## Work request
Report every line of the records that contains the word "actual".

## Excerpted records
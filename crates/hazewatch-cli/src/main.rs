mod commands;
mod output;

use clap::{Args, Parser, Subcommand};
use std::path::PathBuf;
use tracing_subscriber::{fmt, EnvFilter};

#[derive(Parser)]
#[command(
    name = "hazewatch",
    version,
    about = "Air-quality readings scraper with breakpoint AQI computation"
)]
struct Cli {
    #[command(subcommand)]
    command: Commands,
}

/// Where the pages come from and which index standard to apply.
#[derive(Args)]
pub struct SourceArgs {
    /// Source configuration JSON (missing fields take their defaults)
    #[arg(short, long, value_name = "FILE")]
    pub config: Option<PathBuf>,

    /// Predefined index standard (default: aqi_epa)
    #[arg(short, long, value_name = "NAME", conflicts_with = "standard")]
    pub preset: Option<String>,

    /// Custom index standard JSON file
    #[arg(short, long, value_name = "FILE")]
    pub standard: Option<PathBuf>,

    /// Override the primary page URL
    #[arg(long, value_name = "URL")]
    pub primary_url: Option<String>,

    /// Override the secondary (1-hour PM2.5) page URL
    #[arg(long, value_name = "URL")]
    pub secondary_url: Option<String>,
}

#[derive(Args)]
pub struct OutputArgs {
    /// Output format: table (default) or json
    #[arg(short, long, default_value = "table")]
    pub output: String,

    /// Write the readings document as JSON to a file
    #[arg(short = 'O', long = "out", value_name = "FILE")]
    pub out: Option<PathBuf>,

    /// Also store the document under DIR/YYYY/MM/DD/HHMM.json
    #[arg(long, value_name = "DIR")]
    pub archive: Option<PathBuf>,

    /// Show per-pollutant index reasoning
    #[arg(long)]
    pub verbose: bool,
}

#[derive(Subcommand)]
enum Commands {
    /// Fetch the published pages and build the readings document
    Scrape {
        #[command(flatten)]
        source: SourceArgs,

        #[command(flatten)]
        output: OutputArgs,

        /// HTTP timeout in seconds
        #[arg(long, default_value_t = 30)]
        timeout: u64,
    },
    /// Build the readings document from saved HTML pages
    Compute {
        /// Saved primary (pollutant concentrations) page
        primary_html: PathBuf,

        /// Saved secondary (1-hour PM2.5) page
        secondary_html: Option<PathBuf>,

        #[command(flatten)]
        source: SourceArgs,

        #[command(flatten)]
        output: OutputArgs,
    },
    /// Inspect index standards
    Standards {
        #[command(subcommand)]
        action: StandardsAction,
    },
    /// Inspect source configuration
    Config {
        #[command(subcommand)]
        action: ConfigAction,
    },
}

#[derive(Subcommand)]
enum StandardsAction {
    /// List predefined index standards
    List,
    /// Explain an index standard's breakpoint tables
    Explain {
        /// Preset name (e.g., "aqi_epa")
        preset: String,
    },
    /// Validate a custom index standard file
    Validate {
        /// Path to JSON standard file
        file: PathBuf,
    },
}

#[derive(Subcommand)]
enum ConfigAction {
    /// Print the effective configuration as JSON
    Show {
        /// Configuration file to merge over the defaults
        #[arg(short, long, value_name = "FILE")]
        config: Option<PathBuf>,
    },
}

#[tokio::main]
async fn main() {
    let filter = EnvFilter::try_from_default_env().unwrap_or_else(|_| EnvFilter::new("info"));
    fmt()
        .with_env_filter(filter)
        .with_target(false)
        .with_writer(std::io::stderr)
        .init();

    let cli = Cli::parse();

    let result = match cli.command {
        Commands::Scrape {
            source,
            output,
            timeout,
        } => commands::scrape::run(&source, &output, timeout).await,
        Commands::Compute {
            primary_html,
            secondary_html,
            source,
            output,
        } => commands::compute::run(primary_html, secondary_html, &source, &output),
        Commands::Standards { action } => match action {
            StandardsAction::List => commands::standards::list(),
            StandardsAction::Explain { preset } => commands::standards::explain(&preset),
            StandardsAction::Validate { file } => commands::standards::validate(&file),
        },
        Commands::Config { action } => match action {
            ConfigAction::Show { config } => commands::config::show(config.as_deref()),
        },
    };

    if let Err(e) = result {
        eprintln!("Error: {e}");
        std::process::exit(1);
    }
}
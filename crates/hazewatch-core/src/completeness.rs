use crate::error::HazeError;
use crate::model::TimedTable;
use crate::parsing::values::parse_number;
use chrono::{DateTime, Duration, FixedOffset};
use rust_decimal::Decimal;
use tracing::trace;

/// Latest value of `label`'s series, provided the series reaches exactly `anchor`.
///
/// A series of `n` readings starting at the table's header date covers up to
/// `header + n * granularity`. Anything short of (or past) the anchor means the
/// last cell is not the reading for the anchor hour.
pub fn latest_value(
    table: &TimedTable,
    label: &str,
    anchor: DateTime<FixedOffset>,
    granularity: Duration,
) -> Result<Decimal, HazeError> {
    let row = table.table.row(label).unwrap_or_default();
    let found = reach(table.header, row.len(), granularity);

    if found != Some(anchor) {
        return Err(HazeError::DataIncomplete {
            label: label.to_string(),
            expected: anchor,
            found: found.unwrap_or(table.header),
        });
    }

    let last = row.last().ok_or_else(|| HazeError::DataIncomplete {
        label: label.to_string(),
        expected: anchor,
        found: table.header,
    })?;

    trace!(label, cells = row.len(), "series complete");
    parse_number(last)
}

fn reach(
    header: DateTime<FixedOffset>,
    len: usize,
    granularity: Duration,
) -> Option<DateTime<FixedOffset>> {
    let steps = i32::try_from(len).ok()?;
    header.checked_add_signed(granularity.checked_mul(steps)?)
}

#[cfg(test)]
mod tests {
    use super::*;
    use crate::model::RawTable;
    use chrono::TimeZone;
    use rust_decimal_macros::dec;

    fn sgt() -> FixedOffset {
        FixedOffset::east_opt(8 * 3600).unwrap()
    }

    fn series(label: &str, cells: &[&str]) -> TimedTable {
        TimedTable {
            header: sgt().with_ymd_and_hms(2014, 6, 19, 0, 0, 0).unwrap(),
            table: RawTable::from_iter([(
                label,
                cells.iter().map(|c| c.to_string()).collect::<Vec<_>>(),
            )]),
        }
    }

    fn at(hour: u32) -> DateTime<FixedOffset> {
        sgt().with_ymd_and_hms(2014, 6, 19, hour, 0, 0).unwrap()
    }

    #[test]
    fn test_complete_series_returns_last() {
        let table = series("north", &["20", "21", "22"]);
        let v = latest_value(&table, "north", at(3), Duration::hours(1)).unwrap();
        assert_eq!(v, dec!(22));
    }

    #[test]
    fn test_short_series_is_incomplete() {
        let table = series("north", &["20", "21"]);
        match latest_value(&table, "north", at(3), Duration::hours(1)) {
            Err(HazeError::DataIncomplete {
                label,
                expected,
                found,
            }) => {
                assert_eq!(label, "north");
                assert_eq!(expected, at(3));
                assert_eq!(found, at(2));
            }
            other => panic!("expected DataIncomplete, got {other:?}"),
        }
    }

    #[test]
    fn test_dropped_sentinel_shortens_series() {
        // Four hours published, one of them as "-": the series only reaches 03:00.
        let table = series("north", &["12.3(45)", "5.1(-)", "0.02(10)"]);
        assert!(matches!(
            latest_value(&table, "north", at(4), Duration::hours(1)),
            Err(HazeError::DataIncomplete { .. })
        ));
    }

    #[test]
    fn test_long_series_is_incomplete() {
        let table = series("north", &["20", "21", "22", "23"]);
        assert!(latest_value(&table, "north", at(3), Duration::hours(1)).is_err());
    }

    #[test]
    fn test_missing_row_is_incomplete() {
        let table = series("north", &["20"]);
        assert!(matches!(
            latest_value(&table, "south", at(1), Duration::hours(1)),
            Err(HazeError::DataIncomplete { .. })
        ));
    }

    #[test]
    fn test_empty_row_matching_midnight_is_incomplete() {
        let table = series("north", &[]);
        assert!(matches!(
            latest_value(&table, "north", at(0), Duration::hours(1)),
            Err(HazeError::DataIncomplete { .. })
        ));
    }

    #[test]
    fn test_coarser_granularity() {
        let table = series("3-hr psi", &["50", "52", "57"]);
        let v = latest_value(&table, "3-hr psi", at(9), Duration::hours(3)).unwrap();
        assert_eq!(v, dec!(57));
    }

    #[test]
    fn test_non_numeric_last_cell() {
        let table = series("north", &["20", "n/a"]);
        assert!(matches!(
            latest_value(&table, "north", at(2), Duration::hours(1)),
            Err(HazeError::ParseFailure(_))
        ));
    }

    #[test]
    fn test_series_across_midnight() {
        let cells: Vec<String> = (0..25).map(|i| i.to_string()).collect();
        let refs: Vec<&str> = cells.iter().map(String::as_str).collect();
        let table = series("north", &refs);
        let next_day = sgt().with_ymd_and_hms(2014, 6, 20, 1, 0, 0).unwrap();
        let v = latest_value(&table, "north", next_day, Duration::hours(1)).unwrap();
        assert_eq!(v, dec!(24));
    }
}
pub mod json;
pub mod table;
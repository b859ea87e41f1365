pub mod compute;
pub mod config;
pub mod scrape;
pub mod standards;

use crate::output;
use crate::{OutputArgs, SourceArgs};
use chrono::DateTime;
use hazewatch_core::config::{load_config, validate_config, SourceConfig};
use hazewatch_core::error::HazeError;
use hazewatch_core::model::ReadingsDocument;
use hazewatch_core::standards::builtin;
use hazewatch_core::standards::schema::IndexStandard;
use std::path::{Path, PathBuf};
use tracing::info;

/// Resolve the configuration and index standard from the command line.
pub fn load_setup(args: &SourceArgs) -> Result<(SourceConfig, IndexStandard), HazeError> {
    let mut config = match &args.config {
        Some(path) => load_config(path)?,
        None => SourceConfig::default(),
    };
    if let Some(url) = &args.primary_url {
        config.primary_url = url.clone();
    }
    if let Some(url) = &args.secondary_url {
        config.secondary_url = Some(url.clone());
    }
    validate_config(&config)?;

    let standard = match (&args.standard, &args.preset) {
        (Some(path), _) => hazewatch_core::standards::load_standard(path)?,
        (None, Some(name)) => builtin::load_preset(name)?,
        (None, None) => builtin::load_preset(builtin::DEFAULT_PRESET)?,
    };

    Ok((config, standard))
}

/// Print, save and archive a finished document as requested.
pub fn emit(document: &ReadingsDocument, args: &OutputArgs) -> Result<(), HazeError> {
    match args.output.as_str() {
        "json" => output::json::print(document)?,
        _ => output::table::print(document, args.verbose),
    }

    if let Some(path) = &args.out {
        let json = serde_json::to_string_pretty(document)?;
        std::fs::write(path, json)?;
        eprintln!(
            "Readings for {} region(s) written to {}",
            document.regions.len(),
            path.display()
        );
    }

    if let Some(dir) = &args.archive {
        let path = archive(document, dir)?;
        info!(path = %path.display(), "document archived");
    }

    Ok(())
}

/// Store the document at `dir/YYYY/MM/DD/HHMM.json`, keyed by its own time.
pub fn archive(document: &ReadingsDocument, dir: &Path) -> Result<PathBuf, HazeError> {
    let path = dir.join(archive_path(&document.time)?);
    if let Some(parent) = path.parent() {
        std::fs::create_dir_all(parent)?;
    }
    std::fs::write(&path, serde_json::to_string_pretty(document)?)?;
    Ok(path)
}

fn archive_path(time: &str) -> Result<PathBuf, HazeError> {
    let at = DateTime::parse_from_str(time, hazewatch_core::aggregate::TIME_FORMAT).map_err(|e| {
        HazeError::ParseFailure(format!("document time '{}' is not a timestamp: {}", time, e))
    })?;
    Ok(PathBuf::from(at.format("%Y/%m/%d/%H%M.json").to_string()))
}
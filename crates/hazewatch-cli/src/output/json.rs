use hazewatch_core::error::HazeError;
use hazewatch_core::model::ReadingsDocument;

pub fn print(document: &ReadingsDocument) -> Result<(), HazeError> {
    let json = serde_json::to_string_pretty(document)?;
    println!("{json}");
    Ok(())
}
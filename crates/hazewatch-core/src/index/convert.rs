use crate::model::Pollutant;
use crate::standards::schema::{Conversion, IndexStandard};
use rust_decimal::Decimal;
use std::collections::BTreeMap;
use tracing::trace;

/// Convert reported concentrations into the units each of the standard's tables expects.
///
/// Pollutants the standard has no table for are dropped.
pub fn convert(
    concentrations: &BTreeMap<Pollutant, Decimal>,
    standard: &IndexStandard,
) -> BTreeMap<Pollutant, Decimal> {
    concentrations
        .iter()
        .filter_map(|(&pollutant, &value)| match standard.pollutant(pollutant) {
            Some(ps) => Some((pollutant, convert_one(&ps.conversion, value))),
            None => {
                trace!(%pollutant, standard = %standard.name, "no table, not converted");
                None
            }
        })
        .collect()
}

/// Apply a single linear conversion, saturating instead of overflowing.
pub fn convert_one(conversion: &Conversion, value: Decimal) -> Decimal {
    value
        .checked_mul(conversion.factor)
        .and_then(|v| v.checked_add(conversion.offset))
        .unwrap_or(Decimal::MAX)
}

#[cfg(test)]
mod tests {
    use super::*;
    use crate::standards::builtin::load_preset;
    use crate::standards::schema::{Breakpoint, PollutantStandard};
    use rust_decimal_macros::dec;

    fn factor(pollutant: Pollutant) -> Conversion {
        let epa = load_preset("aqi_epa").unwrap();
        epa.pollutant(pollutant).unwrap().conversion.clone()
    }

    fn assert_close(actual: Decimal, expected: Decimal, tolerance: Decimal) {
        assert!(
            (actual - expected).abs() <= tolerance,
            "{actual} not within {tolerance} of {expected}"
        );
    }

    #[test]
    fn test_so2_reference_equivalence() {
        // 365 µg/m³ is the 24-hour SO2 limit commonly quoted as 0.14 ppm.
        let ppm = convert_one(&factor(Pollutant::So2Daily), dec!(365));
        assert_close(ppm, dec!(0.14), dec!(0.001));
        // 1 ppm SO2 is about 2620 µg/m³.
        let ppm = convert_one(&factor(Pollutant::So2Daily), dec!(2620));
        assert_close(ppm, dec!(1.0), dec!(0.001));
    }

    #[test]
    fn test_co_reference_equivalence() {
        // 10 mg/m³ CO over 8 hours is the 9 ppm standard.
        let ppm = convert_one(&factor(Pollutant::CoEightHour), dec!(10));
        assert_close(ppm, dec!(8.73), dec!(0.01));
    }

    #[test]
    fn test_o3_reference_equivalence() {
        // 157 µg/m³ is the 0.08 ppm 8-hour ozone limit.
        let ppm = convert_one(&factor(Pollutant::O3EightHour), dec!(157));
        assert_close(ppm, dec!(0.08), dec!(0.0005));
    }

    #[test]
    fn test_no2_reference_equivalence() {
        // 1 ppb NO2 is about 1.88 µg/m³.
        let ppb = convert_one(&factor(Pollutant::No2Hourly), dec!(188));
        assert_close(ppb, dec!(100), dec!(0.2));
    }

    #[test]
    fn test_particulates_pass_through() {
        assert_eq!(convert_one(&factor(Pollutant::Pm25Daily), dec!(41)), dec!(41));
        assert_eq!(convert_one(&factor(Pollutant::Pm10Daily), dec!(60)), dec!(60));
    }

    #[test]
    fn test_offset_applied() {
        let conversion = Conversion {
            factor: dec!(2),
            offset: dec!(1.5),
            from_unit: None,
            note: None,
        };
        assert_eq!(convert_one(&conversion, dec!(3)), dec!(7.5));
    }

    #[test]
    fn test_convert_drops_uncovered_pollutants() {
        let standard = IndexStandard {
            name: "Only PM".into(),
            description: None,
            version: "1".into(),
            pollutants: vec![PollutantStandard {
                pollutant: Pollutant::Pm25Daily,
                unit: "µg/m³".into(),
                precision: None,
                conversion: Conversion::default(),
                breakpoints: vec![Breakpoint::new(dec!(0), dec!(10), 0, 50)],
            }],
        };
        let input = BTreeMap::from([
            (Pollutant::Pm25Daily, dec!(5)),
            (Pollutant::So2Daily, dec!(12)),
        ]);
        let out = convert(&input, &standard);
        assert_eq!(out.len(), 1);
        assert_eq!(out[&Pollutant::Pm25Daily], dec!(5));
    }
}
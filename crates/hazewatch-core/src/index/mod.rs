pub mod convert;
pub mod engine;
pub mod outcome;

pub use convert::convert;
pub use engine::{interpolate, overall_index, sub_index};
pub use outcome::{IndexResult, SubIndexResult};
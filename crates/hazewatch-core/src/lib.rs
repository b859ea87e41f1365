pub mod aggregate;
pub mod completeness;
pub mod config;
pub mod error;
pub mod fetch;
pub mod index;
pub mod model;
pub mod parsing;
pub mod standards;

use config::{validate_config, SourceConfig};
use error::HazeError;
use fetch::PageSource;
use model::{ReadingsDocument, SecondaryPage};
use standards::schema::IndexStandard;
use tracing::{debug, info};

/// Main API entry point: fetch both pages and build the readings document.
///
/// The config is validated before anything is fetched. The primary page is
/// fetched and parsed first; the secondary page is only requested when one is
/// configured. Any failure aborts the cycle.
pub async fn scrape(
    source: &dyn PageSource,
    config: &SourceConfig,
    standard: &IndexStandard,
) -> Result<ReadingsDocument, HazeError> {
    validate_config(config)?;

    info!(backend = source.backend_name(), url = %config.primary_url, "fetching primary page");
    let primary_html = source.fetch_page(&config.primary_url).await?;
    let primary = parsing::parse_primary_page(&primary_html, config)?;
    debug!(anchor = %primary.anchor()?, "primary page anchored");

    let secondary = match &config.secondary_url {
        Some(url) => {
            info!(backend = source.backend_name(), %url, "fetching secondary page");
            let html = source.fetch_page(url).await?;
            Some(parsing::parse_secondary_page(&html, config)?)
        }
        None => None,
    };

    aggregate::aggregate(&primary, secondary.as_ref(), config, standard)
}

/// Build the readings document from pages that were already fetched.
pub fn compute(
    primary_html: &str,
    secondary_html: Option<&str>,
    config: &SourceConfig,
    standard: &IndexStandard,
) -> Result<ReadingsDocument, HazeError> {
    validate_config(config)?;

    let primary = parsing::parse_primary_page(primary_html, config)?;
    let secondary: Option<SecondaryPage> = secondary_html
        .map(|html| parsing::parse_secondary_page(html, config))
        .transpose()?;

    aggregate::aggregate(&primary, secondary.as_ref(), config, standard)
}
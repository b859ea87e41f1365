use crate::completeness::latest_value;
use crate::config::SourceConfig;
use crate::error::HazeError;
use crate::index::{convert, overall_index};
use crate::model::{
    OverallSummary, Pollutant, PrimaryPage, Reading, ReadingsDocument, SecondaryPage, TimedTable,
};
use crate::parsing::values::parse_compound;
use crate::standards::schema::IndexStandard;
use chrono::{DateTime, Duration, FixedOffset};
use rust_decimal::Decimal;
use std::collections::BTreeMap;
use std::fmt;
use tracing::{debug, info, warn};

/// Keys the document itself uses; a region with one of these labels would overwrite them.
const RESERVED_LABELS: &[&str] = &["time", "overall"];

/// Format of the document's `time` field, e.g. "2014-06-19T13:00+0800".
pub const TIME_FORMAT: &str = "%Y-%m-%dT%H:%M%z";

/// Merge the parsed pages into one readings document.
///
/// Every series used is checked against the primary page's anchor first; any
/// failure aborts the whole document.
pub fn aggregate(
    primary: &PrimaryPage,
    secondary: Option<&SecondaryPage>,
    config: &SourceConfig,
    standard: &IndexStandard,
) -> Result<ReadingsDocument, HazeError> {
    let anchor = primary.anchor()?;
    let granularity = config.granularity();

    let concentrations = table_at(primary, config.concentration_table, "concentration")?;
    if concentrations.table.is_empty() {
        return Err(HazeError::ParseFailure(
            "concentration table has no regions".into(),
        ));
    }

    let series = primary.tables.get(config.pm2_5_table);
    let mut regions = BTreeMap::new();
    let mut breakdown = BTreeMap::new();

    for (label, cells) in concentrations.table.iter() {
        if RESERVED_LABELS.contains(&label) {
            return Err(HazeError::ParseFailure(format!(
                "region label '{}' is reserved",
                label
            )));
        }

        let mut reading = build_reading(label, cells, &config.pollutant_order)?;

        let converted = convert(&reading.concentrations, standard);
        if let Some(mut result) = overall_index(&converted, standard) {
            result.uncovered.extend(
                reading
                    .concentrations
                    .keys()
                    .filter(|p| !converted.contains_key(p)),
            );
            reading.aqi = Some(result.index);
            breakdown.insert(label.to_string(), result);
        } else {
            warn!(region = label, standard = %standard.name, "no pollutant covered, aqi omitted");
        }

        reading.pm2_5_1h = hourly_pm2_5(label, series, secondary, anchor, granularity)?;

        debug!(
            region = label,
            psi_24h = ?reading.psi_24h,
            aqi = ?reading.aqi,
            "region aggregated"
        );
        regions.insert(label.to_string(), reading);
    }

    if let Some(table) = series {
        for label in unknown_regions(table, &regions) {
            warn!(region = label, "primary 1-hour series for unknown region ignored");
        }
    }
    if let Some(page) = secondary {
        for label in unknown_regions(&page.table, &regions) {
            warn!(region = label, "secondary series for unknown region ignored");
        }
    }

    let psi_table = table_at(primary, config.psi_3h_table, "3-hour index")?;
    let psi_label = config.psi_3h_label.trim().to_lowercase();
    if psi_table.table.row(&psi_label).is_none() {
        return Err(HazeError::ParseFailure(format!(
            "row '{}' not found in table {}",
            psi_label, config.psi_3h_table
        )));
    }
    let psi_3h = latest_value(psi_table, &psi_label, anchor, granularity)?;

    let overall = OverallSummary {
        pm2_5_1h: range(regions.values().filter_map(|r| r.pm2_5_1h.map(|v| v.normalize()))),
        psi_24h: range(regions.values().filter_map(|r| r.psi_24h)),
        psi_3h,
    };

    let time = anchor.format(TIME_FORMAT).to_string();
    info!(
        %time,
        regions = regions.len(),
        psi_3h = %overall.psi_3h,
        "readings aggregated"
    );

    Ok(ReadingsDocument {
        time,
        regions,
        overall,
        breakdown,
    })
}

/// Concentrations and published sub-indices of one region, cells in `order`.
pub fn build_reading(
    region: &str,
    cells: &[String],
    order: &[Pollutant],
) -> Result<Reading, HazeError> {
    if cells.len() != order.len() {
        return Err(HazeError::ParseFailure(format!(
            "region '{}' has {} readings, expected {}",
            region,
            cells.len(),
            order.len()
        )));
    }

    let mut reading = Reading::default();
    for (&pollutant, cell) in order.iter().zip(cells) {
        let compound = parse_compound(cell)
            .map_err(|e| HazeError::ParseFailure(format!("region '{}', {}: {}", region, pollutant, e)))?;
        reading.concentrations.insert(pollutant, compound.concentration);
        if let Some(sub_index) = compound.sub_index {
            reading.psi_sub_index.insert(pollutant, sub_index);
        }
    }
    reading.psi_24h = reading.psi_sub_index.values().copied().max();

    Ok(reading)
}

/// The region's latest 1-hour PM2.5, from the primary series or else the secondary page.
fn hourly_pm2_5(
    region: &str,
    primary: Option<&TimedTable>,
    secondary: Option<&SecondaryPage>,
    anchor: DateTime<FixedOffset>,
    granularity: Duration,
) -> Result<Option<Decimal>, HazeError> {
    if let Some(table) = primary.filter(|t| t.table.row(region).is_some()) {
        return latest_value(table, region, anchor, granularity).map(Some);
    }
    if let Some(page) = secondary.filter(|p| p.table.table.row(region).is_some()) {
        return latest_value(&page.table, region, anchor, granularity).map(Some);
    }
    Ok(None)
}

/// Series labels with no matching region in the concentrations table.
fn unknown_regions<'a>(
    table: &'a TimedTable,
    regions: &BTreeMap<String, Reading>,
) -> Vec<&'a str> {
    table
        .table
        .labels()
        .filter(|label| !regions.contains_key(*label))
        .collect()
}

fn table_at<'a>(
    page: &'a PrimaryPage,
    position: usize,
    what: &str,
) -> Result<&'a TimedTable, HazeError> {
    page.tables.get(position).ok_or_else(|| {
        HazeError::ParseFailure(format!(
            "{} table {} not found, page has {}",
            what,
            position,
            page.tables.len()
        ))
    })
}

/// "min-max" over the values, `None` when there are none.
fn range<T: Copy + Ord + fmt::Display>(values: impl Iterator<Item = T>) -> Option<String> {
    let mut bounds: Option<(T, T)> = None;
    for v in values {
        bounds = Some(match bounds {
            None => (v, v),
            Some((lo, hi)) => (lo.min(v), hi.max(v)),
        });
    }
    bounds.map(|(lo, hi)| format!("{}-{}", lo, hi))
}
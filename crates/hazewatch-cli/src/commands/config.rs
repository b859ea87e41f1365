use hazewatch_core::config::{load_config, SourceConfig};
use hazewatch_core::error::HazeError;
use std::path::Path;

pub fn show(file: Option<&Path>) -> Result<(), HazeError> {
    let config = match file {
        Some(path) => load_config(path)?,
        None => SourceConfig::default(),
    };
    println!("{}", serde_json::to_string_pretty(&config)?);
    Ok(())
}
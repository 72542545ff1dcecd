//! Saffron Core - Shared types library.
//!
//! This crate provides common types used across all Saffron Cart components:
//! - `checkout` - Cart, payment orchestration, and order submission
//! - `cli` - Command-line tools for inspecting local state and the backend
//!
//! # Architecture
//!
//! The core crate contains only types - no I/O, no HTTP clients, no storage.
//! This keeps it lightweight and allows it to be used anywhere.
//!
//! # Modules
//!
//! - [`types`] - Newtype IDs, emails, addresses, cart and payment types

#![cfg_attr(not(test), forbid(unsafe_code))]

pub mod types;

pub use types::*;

## Reply to the task
    fn assert_close(actual: Decimal, expected: Decimal, tolerance: Decimal) {
            (actual - expected).abs() <= tolerance,
            "{actual} not within {tolerance} of {expected}"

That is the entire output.